Vielmehr ist es auch der logischerweise notwendige Toilettengang unseres geliebten Vierbeiners, der sich zum einen nicht vermeiden lässt und den man zum anderen auf keinen Fall auf dem heimischen Teppich stattfinden lassen möchte.

Wie es entstanden?

Und woher kommt nun diese seltsame Umschreibung für den Toilettengang des eigenen Vierbeiners, die es nur im Singular gibt und die ohne Artikel auskommt? Das ist umstritten. Das Naheliegendste wäre es, den Begriff "Gassi" vom süddeutschen Begriff für kleine Straße, "Gasse", abzuleiten. Auf die trat man früher ganz einfach mit dem Hund, um ihn sein Geschäft machen zu lassen.

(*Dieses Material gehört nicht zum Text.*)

//! Native API-server cluster client
//!
//! - Apply uses Server-Side Apply with a forced field manager
//! - Kinds are resolved through API discovery, so any installed CRD works
//! - Rollout status polls the typed workload status
//! - Rollout undo restores the previous ReplicaSet template (Deployments) or
//!   ControllerRevision (StatefulSets, DaemonSets)

use std::collections::BTreeMap;
use std::time::Duration;

use async_trait::async_trait;
use k8s_openapi::api::apps::v1::{ControllerRevision, DaemonSet, Deployment, ReplicaSet, StatefulSet};
use k8s_openapi::apimachinery::pkg::apis::meta::v1::ObjectMeta;
use kube::{
    Client,
    api::{Api, DeleteParams, DynamicObject, ListParams, Patch, PatchParams, PropagationPolicy},
    core::{GroupVersionKind, TypeMeta},
    discovery::{ApiCapabilities, ApiResource, Discovery, Scope},
};
use serde_json::json;

use super::ClusterClient;
use crate::error::{KubeError, Result};

/// Field manager name for Server-Side Apply
const FIELD_MANAGER: &str = "tuber";

const DEPLOYMENT_REVISION: &str = "deployment.kubernetes.io/revision";
const POD_TEMPLATE_HASH: &str = "pod-template-hash";

const ROLLOUT_POLL: Duration = Duration::from_secs(2);

/// Cluster client backed by the Kubernetes API
pub struct ApiClusterClient {
    client: Client,
    discovery: Discovery,
}

enum RolloutState {
    Complete,
    Progressing(String),
    Failed(String),
}

impl ApiClusterClient {
    /// Connect using the default kubeconfig / in-cluster config
    pub async fn try_default() -> Result<Self> {
        let client = Client::try_default().await?;
        Self::new(client).await
    }

    pub async fn new(client: Client) -> Result<Self> {
        let discovery = Discovery::new(client.clone()).run().await?;
        Ok(Self::with_discovery(client, discovery))
    }

    /// Create from existing client and discovery (for reuse)
    pub fn with_discovery(client: Client, discovery: Discovery) -> Self {
        Self { client, discovery }
    }

    /// Resolve a bare kind name through discovery
    fn resolve_kind(&self, kind: &str) -> Result<(ApiResource, ApiCapabilities)> {
        self.discovery
            .groups()
            .flat_map(|group| group.recommended_resources())
            .find(|(ar, _)| ar.kind.eq_ignore_ascii_case(kind))
            .ok_or_else(|| KubeError::UnknownKind(kind.to_string()))
    }

    fn dynamic_api(&self, kind: &str, namespace: &str) -> Result<Api<DynamicObject>> {
        let (resource, caps) = self.resolve_kind(kind)?;
        Ok(if caps.scope == Scope::Namespaced {
            Api::namespaced_with(self.client.clone(), namespace, &resource)
        } else {
            Api::all_with(self.client.clone(), &resource)
        })
    }

    async fn rollout_state(&self, kind: &str, name: &str, namespace: &str) -> Result<RolloutState> {
        let not_found = |e: kube::Error| api_error(e, kind, name, namespace);
        match kind {
            "Deployment" => {
                let api: Api<Deployment> = Api::namespaced(self.client.clone(), namespace);
                let d = api.get(name).await.map_err(not_found)?;
                Ok(deployment_state(&d))
            }
            "StatefulSet" => {
                let api: Api<StatefulSet> = Api::namespaced(self.client.clone(), namespace);
                let s = api.get(name).await.map_err(not_found)?;
                Ok(statefulset_state(&s))
            }
            "DaemonSet" => {
                let api: Api<DaemonSet> = Api::namespaced(self.client.clone(), namespace);
                let d = api.get(name).await.map_err(not_found)?;
                Ok(daemonset_state(&d))
            }
            other => Err(KubeError::RolloutFailed {
                resource: format!("{}/{}", other, name),
                message: "kind has no rollout status".to_string(),
            }),
        }
    }

    async fn undo_deployment(&self, name: &str, namespace: &str) -> Result<()> {
        let deployments: Api<Deployment> = Api::namespaced(self.client.clone(), namespace);
        let deployment = deployments
            .get(name)
            .await
            .map_err(|e| api_error(e, "Deployment", name, namespace))?;

        let uid = deployment.metadata.uid.clone().unwrap_or_default();
        let selector = deployment
            .spec
            .as_ref()
            .and_then(|s| s.selector.match_labels.as_ref())
            .map(label_selector)
            .unwrap_or_default();

        let replica_sets: Api<ReplicaSet> = Api::namespaced(self.client.clone(), namespace);
        let list = replica_sets
            .list(&ListParams::default().labels(&selector))
            .await?;

        let revisions: Vec<(i64, ReplicaSet)> = list
            .items
            .into_iter()
            .filter(|rs| owned_by(&rs.metadata, &uid))
            .filter_map(|rs| {
                let revision = rs
                    .metadata
                    .annotations
                    .as_ref()
                    .and_then(|a| a.get(DEPLOYMENT_REVISION))
                    .and_then(|r| r.parse().ok())?;
                Some((revision, rs))
            })
            .collect();

        let previous = previous_revision(revisions).ok_or_else(|| no_previous("Deployment", name))?;
        let mut template = previous
            .spec
            .and_then(|s| s.template)
            .ok_or_else(|| no_previous("Deployment", name))?;
        if let Some(labels) = template.metadata.as_mut().and_then(|m| m.labels.as_mut()) {
            labels.remove(POD_TEMPLATE_HASH);
        }

        deployments
            .patch(
                name,
                &PatchParams::default(),
                &Patch::Merge(json!({ "spec": { "template": template } })),
            )
            .await?;
        Ok(())
    }

    async fn undo_controller_revision(&self, kind: &str, name: &str, namespace: &str) -> Result<()> {
        let not_found = |e: kube::Error| api_error(e, kind, name, namespace);
        let (uid, selector) = match kind {
            "StatefulSet" => {
                let api: Api<StatefulSet> = Api::namespaced(self.client.clone(), namespace);
                let s = api.get(name).await.map_err(not_found)?;
                let labels = s.spec.as_ref().and_then(|s| s.selector.match_labels.as_ref()).map(label_selector);
                (s.metadata.uid, labels)
            }
            _ => {
                let api: Api<DaemonSet> = Api::namespaced(self.client.clone(), namespace);
                let d = api.get(name).await.map_err(not_found)?;
                let labels = d.spec.as_ref().and_then(|s| s.selector.match_labels.as_ref()).map(label_selector);
                (d.metadata.uid, labels)
            }
        };
        let uid = uid.unwrap_or_default();

        let revisions_api: Api<ControllerRevision> = Api::namespaced(self.client.clone(), namespace);
        let list = revisions_api
            .list(&ListParams::default().labels(&selector.unwrap_or_default()))
            .await?;
        let revisions: Vec<(i64, ControllerRevision)> = list
            .items
            .into_iter()
            .filter(|r| owned_by(&r.metadata, &uid))
            .map(|r| (r.revision, r))
            .collect();

        let previous = previous_revision(revisions).ok_or_else(|| no_previous(kind, name))?;
        let data = previous.data.ok_or_else(|| no_previous(kind, name))?;

        let api = self.dynamic_api(kind, namespace)?;
        api.patch(name, &PatchParams::default(), &Patch::Strategic(data.0))
            .await?;
        Ok(())
    }
}

#[async_trait]
impl ClusterClient for ApiClusterClient {
    async fn apply(&self, manifest: &str, namespace: &str) -> Result<()> {
        let mut obj: DynamicObject = serde_yaml::from_str(manifest)?;
        let type_meta = obj
            .types
            .as_ref()
            .ok_or_else(|| KubeError::InvalidManifest("missing apiVersion or kind".to_string()))?;
        let gvk = gvk_from_type_meta(type_meta);
        let (resource, caps) = self
            .discovery
            .resolve_gvk(&gvk)
            .ok_or_else(|| KubeError::UnknownKind(format!("{}/{}", type_meta.api_version, type_meta.kind)))?;
        let name = obj
            .metadata
            .name
            .clone()
            .ok_or_else(|| KubeError::InvalidManifest("missing metadata.name".to_string()))?;

        let api: Api<DynamicObject> = if caps.scope == Scope::Namespaced {
            obj.metadata.namespace = Some(namespace.to_string());
            Api::namespaced_with(self.client.clone(), namespace, &resource)
        } else {
            Api::all_with(self.client.clone(), &resource)
        };

        let mut params = PatchParams::apply(FIELD_MANAGER);
        params.force = true;
        api.patch(&name, &params, &Patch::Apply(&obj)).await?;
        Ok(())
    }

    async fn get(&self, kind: &str, name: &str, namespace: &str) -> Result<serde_json::Value> {
        let api = self.dynamic_api(kind, namespace)?;
        let obj = api
            .get(name)
            .await
            .map_err(|e| api_error(e, kind, name, namespace))?;
        Ok(serde_json::to_value(obj)?)
    }

    async fn delete(&self, kind: &str, name: &str, namespace: &str) -> Result<()> {
        let api = self.dynamic_api(kind, namespace)?;
        let params = DeleteParams {
            propagation_policy: Some(PropagationPolicy::Background),
            ..Default::default()
        };
        api.delete(name, &params)
            .await
            .map_err(|e| api_error(e, kind, name, namespace))?;
        Ok(())
    }

    async fn rollout_status(
        &self,
        kind: &str,
        name: &str,
        namespace: &str,
        timeout: Duration,
    ) -> Result<()> {
        let deadline = tokio::time::Instant::now() + timeout;
        let mut last = String::from("rollout not started");

        loop {
            match self.rollout_state(kind, name, namespace).await? {
                RolloutState::Complete => return Ok(()),
                RolloutState::Failed(message) => {
                    return Err(KubeError::RolloutFailed {
                        resource: format!("{}/{}", kind, name),
                        message,
                    });
                }
                RolloutState::Progressing(message) => last = message,
            }

            if tokio::time::Instant::now() + ROLLOUT_POLL > deadline {
                return Err(KubeError::RolloutFailed {
                    resource: format!("{}/{}", kind, name),
                    message: format!("timed out after {:?}: {}", timeout, last),
                });
            }
            tokio::time::sleep(ROLLOUT_POLL).await;
        }
    }

    async fn rollout_undo(&self, kind: &str, name: &str, namespace: &str) -> Result<()> {
        match kind {
            "Deployment" => self.undo_deployment(name, namespace).await,
            "StatefulSet" | "DaemonSet" => self.undo_controller_revision(kind, name, namespace).await,
            other => Err(KubeError::RolloutFailed {
                resource: format!("{}/{}", other, name),
                message: "kind does not support rollback".to_string(),
            }),
        }
    }
}

fn deployment_state(d: &Deployment) -> RolloutState {
    let status = d.status.as_ref();
    let generation = d.metadata.generation.unwrap_or(0);
    let observed = status.and_then(|s| s.observed_generation).unwrap_or(0);
    if observed < generation {
        return RolloutState::Progressing("waiting for spec update to be observed".to_string());
    }

    let stalled = status
        .and_then(|s| s.conditions.as_ref())
        .and_then(|c| {
            c.iter().find(|cond| {
                cond.type_ == "Progressing"
                    && cond.reason.as_deref() == Some("ProgressDeadlineExceeded")
            })
        });
    if let Some(cond) = stalled {
        return RolloutState::Failed(
            cond.message
                .clone()
                .unwrap_or_else(|| "progress deadline exceeded".to_string()),
        );
    }

    let desired = d.spec.as_ref().and_then(|s| s.replicas).unwrap_or(1);
    let replicas = status.and_then(|s| s.replicas).unwrap_or(0);
    let updated = status.and_then(|s| s.updated_replicas).unwrap_or(0);
    let available = status.and_then(|s| s.available_replicas).unwrap_or(0);

    if updated == desired && replicas == updated && available == updated {
        RolloutState::Complete
    } else {
        RolloutState::Progressing(format!(
            "{}/{} updated, {}/{} available",
            updated, desired, available, desired
        ))
    }
}

fn statefulset_state(s: &StatefulSet) -> RolloutState {
    let status = s.status.as_ref();
    let generation = s.metadata.generation.unwrap_or(0);
    let observed = status.and_then(|s| s.observed_generation).unwrap_or(0);
    let desired = s.spec.as_ref().and_then(|s| s.replicas).unwrap_or(1);
    let ready = status.and_then(|s| s.ready_replicas).unwrap_or(0);
    let current_rev = status.and_then(|s| s.current_revision.as_ref());
    let update_rev = status.and_then(|s| s.update_revision.as_ref());

    if observed >= generation && ready == desired && current_rev == update_rev {
        RolloutState::Complete
    } else {
        RolloutState::Progressing(format!(
            "{}/{} ready, revision match: {}",
            ready,
            desired,
            current_rev == update_rev
        ))
    }
}

fn daemonset_state(d: &DaemonSet) -> RolloutState {
    let generation = d.metadata.generation.unwrap_or(0);
    let Some(status) = d.status.as_ref() else {
        return RolloutState::Progressing("no status yet".to_string());
    };
    let observed = status.observed_generation.unwrap_or(0);
    let desired = status.desired_number_scheduled;
    let updated = status.updated_number_scheduled.unwrap_or(0);
    let available = status.number_available.unwrap_or(0);

    if observed >= generation && updated == desired && available == desired {
        RolloutState::Complete
    } else {
        RolloutState::Progressing(format!(
            "{}/{} updated, {}/{} available",
            updated, desired, available, desired
        ))
    }
}

/// The second-highest revision; the highest is the one currently rolled out
fn previous_revision<T>(mut revisions: Vec<(i64, T)>) -> Option<T> {
    revisions.sort_by_key(|(r, _)| *r);
    revisions.pop()?;
    revisions.pop().map(|(_, item)| item)
}

fn owned_by(meta: &ObjectMeta, uid: &str) -> bool {
    meta.owner_references
        .as_ref()
        .is_some_and(|refs| refs.iter().any(|r| r.uid == uid))
}

fn label_selector(labels: &BTreeMap<String, String>) -> String {
    labels
        .iter()
        .map(|(k, v)| format!("{}={}", k, v))
        .collect::<Vec<_>>()
        .join(",")
}

fn no_previous(kind: &str, name: &str) -> KubeError {
    KubeError::RolloutFailed {
        resource: format!("{}/{}", kind, name),
        message: "no previous revision to roll back to".to_string(),
    }
}

fn api_error(e: kube::Error, kind: &str, name: &str, namespace: &str) -> KubeError {
    match e {
        kube::Error::Api(resp) if resp.code == 404 => KubeError::NotFound {
            kind: kind.to_string(),
            name: name.to_string(),
            namespace: namespace.to_string(),
        },
        other => KubeError::Api(other),
    }
}

/// Convert TypeMeta to GroupVersionKind
///
/// - "apps/v1" -> group="apps", version="v1"
/// - "v1" -> group="", version="v1" (core API)
fn gvk_from_type_meta(tm: &TypeMeta) -> GroupVersionKind {
    let (group, version) = match tm.api_version.rsplit_once('/') {
        Some((g, v)) => (g.to_string(), v.to_string()),
        None => (String::new(), tm.api_version.clone()),
    };

    GroupVersionKind {
        group,
        version,
        kind: tm.kind.clone(),
    }
}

Ein etwas umfangreicherer Erklärungsversuch besagt, dass es sich dabei um die Kurzform des lateinischen Ausdrucks "gassatine" handelt und mit der die Studenten früher ihre nächtlichen Sauftouren umschrieben. Gassatine soll sich wiederum vom lateinischem "grassari" - sich herumtreiben - ableiten.

Die exakte Bedeutung bleibt im Nebulösen, klar ist nur, dass es jenen Begriff bereits seit ziemlich genau 200 Jahren gibt.